5. Charts to Show Relationships

In our final category, we have charts that show relationships between data points. Three types of relationship charts can be used for this data storytelling technique:

  • Histogram
  • Multi-series chart
  • Scatter plot

When you have multiple variables and want to show a correlation or connection, a scatter plot, like the one below, is perfect for the job.

Scatter Plot Chart Showing Relationships

Image source: Venngage

One can see how easily scatter plots visualize so much data. But it’s important to include a legend for context. Additionally, scatter plots work better with numbers than other data.

Histograms can also be used to show distributions, such as demographics or market segmentations, like in this example.

Histogram To Show Relationships

Image source: Venngage

There are numerous chart options available. To avoid confusion, use the ICCOR method to choose the right charts for your data-driven storytelling.

ICCOR method

Image source: Venngage

Best Practices for Using Charts in Data Visualization Storytelling

We have outlined how to choose the right charts to make your data visualization storytelling effective. Here are five best practices that will make creating charts easier for marketers.

1. Create Axes

When designing charts, both axes must be included. And the axes should begin at zero. This helps to avoid data distortion.

2. Stay Minimalist

Edward Tufte coined the term ‘data-ink ratio’. It refers to the amount of ink used to print out a data visualization. More ink should be used to print the data-information rather than the visuals.

In other words, graphs shouldn’t be decorative.

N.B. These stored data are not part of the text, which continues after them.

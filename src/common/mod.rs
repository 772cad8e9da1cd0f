//! Common infrastructure modules shared across analysis phases
//!
//! This module provides reusable infrastructure for:
//! - Column names, output file names and numeric defaults
//! - ASCII table formatting for console reports

pub mod constants;
pub mod tables;

// Re-export commonly used items
pub use constants::{CITY, DBH, STATUS, ZIPCODE};
use std::path::Path;
use std::sync::Arc;

use anyhow::Context;
use tracing::{info, warn};

use crate::assets::{AssetKind, AssetStore};
use crate::error::{DomainError, ServiceResult};
use crate::identity::Actor;
use crate::ids::VideoId;
use crate::models::{VideoFilter, VideoRecord, VideoSort, now};
use crate::pagination::{Page, PageRequest};
use crate::services::non_blank;
use crate::store::Store;

const VIDEO_NOT_FOUND: &str = "Video not found";

/// Fields of a new upload. The files are already staged on local disk.
#[derive(Debug, Default, Clone, Copy)]
pub struct VideoDraft<'a> {
    pub title: Option<&'a str>,
    pub description: Option<&'a str>,
    pub video_file: Option<&'a Path>,
    pub thumbnail: Option<&'a Path>,
}

/// Partial update. Blank text counts as "not supplied".
#[derive(Debug, Default, Clone, Copy)]
pub struct VideoChanges<'a> {
    pub title: Option<&'a str>,
    pub description: Option<&'a str>,
    pub thumbnail: Option<&'a Path>,
}

#[derive(Clone)]
pub struct VideoService {
    store: Store,
    assets: Arc<dyn AssetStore>,
}

impl VideoService {
    pub fn new(store: Store, assets: Arc<dyn AssetStore>) -> Self {
        Self { store, assets }
    }

    /// Lists published videos. The `published` field of `filter` is ignored.
    pub async fn list_videos(
        &self,
        filter: VideoFilter,
        sort: VideoSort,
        page: PageRequest,
    ) -> ServiceResult<Page<VideoRecord>> {
        if let (Some(min), Some(max)) = (filter.duration.min, filter.duration.max) {
            if min > max {
                return Err(DomainError::validation(
                    "minDuration cannot be greater than maxDuration",
                ));
            }
        }
        let filter = VideoFilter {
            published: Some(true),
            ..filter
        };
        let (items, total) = tokio::try_join!(
            self.store.list_videos(&filter, sort, page),
            self.store.count_videos(&filter),
        )?;
        Ok(Page::new(items, page, total))
    }

    pub async fn publish_video(
        &self,
        actor: Actor,
        draft: VideoDraft<'_>,
    ) -> ServiceResult<VideoRecord> {
        let owner = actor.resolve(&self.store).await?;
        let (Some(video_path), Some(thumbnail_path)) = (draft.video_file, draft.thumbnail) else {
            return Err(DomainError::validation(
                "Video file and thumbnail are required",
            ));
        };
        let (Some(title), Some(description)) =
            (non_blank(draft.title), non_blank(draft.description))
        else {
            return Err(DomainError::validation("Title and description are required"));
        };

        let uploaded = tokio::try_join!(
            self.assets.upload(video_path, AssetKind::Video),
            self.assets.upload(thumbnail_path, AssetKind::Thumbnail),
        );
        let (video_asset, thumbnail_asset) = match uploaded {
            Ok(assets) => assets,
            Err(err) => {
                warn!(owner = %owner, error = %err, "asset upload failed");
                return Err(DomainError::validation(
                    "Failed to upload video and thumbnail",
                ));
            }
        };

        let at = now();
        let video = VideoRecord {
            id: VideoId::new(),
            owner,
            video_file: video_asset.url,
            thumbnail: thumbnail_asset.url,
            title: title.to_string(),
            description: description.to_string(),
            duration: video_asset.duration.unwrap_or(0.0),
            views: 0,
            is_published: true,
            created_at: at,
            updated_at: at,
        };
        self.store.insert_video(&video).await?;
        info!(video_id = %video.id, owner = %owner, "video published");
        Ok(video)
    }

    /// Fetches one video. An authenticated viewer other than the owner counts
    /// as one view.
    pub async fn get_video(&self, actor: Actor, id: VideoId) -> ServiceResult<VideoRecord> {
        let mut video = self
            .store
            .get_video(id)
            .await?
            .ok_or_else(|| DomainError::not_found(VIDEO_NOT_FOUND))?;

        if !video.is_published && !actor.is(video.owner) {
            return Err(DomainError::not_found(VIDEO_NOT_FOUND));
        }

        if video.is_published && actor.id().is_some_and(|viewer| viewer != video.owner) {
            video.views = self
                .store
                .increment_views(id)
                .await?
                .ok_or_else(|| DomainError::not_found(VIDEO_NOT_FOUND))?;
        }
        Ok(video)
    }

    pub async fn update_video(
        &self,
        actor: Actor,
        id: VideoId,
        changes: VideoChanges<'_>,
    ) -> ServiceResult<VideoRecord> {
        self.owned_video(actor, id).await?;

        let title = non_blank(changes.title);
        let description = non_blank(changes.description);
        if title.is_none() && description.is_none() && changes.thumbnail.is_none() {
            return Err(DomainError::validation(
                "At least one field is required to update",
            ));
        }

        let thumbnail = match changes.thumbnail {
            Some(path) => {
                let asset = self
                    .assets
                    .upload(path, AssetKind::Thumbnail)
                    .await
                    .inspect_err(|err| warn!(video_id = %id, error = %err, "thumbnail upload failed"))
                    .context("uploading replacement thumbnail")?;
                Some(asset.url)
            }
            None => None,
        };

        let updated = self
            .store
            .update_video_details(id, title, description, thumbnail.as_deref(), now())
            .await?
            .ok_or_else(|| DomainError::not_found(VIDEO_NOT_FOUND))?;
        info!(video_id = %id, "video updated");
        Ok(updated)
    }

    pub async fn delete_video(&self, actor: Actor, id: VideoId) -> ServiceResult<()> {
        self.owned_video(actor, id).await?;
        if !self.store.delete_video(id).await? {
            return Err(DomainError::not_found(VIDEO_NOT_FOUND));
        }
        info!(video_id = %id, "video deleted");
        Ok(())
    }

    pub async fn toggle_publish(&self, actor: Actor, id: VideoId) -> ServiceResult<VideoRecord> {
        self.owned_video(actor, id).await?;
        let video = self
            .store
            .toggle_published(id, now())
            .await?
            .ok_or_else(|| DomainError::not_found(VIDEO_NOT_FOUND))?;
        info!(video_id = %id, published = video.is_published, "publish status toggled");
        Ok(video)
    }

    /// Loads a video the actor owns. Someone else's video reads as absent.
    async fn owned_video(&self, actor: Actor, id: VideoId) -> ServiceResult<VideoRecord> {
        let owner = actor.resolve(&self.store).await?;
        match self.store.get_video(id).await? {
            Some(video) if video.owner == owner => Ok(video),
            _ => Err(DomainError::not_found(VIDEO_NOT_FOUND)),
        }
    }
}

Keep it minimalist and to the point, as the GIF below shows.

Remove to Improve Minimalist Charts

Image source: darkhorseanalytics.com

Remove any extraneous visuals that would detract from the data-information at the heart of the message.

3. Add Context

Most of the data visualizations in this post have one thing in common—they all provide some context for the data.

This can come in the form of labels, legends, or annotations on the visual. All these elements are necessary to make storytelling with data effective.

Always add data sources—again, this helps build trust but it also shows that the data is accurate.

4. Color Use

The color spectrum is massive. But that doesn’t mean that data visuals need to incorporate all the colors. Look at how few colors this map chart uses to display its data.

Simple color use in data storytelling

Image source: Venngage

Colors should be used to distinguish data points or highlight the more important information. Use no more than six colors in a data visualization.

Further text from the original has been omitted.